RECORDED DATA |

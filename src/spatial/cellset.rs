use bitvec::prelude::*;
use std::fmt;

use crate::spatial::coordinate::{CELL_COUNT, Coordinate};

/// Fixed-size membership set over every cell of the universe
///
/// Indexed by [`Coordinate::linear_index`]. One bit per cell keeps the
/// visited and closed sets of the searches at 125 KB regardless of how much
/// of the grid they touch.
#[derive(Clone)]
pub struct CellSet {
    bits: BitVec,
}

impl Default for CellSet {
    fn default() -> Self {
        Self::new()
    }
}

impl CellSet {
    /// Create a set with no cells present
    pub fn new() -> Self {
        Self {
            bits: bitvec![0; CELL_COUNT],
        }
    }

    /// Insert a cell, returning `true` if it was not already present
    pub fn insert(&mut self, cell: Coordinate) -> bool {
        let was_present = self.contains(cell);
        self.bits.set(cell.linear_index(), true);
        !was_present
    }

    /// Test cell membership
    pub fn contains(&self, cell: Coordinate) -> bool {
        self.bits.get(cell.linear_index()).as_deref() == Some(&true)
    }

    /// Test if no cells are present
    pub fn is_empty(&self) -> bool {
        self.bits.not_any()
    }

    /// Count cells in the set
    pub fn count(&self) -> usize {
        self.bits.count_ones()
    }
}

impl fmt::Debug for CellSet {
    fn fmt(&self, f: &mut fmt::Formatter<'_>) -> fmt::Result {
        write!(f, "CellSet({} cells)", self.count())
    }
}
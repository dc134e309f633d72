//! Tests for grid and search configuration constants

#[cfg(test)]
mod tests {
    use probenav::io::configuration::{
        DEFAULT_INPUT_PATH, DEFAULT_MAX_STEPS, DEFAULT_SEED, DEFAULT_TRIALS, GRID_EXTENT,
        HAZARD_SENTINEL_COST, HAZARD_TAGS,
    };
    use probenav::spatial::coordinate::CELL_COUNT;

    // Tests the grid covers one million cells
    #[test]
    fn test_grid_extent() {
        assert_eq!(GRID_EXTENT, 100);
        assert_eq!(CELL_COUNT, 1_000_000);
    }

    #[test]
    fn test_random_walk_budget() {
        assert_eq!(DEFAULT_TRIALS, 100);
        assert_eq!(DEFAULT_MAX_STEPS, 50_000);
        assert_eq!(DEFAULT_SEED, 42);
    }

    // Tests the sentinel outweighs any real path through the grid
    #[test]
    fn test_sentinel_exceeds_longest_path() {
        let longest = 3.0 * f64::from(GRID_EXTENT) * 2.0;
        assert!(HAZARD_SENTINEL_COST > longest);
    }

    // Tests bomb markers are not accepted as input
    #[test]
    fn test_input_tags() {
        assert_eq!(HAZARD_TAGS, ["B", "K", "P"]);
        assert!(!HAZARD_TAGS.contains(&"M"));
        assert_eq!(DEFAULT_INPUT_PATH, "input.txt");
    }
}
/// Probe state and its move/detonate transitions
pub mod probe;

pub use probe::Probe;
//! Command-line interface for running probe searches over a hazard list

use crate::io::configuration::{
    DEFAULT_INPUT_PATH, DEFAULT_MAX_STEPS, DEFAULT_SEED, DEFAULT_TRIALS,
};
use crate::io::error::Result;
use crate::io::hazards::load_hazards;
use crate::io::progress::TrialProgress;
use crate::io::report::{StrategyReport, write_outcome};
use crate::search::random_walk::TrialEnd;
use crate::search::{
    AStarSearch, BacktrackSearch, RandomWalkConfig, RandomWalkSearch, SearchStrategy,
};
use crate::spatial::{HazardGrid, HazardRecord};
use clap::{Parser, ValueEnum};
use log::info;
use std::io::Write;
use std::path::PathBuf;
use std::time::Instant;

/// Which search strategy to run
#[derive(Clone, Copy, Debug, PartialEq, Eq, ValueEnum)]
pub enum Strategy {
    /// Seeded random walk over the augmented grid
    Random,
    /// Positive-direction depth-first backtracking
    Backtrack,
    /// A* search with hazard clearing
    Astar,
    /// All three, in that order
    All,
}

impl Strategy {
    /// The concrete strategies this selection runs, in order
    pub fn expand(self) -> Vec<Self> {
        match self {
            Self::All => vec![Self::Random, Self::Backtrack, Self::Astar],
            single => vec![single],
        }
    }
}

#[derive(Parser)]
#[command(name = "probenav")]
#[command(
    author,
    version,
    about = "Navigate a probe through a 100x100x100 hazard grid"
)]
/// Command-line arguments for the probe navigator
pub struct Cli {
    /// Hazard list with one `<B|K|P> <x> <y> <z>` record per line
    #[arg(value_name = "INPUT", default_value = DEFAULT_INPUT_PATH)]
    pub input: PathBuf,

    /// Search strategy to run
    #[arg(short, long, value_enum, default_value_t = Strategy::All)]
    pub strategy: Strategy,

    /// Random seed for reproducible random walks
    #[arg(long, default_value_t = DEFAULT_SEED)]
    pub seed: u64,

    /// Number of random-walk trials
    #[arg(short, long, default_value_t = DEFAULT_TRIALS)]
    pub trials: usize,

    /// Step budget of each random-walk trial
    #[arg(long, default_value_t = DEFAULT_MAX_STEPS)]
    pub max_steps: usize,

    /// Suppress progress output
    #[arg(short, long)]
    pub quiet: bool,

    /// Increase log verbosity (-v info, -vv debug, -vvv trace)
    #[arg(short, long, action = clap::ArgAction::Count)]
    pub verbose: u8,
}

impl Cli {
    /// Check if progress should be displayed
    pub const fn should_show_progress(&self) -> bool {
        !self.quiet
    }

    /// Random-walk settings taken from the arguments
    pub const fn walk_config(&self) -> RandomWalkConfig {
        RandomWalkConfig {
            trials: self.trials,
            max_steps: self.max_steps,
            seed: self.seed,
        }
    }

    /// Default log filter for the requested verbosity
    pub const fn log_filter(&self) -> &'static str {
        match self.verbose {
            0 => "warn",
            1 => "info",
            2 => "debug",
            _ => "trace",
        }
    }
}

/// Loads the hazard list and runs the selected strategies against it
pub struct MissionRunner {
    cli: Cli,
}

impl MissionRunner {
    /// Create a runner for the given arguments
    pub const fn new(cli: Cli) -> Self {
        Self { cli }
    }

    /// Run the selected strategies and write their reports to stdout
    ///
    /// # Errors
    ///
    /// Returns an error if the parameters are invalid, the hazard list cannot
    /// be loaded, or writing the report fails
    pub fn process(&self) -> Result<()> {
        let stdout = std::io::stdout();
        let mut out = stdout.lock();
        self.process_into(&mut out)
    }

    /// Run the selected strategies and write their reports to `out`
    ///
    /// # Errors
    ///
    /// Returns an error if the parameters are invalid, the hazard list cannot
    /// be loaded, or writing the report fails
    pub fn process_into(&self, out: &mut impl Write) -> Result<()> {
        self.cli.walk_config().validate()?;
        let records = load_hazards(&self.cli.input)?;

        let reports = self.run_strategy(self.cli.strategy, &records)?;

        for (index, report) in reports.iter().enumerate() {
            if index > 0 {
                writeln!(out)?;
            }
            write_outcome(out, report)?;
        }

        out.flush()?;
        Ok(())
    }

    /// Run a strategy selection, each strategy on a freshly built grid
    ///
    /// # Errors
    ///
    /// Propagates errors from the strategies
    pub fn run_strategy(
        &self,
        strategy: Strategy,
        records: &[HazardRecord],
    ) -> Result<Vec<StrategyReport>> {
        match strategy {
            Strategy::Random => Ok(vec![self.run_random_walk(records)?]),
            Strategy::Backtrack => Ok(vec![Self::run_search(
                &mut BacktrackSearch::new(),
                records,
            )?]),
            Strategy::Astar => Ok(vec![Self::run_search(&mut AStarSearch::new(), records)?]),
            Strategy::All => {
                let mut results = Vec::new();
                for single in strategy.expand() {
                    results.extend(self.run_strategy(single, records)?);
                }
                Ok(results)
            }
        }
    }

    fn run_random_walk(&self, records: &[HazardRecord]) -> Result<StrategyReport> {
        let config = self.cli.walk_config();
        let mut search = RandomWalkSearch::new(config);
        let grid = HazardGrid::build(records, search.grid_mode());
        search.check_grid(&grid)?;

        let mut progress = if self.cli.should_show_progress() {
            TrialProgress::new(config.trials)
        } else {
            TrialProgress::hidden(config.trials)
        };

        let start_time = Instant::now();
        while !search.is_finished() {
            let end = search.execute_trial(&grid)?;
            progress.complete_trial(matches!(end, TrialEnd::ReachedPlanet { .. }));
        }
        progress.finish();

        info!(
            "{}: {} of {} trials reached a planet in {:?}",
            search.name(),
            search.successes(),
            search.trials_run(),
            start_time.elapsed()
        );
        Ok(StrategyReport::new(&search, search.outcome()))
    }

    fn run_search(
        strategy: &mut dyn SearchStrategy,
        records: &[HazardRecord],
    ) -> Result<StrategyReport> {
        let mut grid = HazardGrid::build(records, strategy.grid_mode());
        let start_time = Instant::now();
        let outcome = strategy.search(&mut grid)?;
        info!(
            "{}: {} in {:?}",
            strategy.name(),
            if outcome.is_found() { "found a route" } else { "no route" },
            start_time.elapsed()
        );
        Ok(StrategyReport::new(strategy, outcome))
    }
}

EXERCISE PROMPT | Say how many lines in the records hold the string "verbosity". Give no other words.

WRITTEN SOLUTION | 2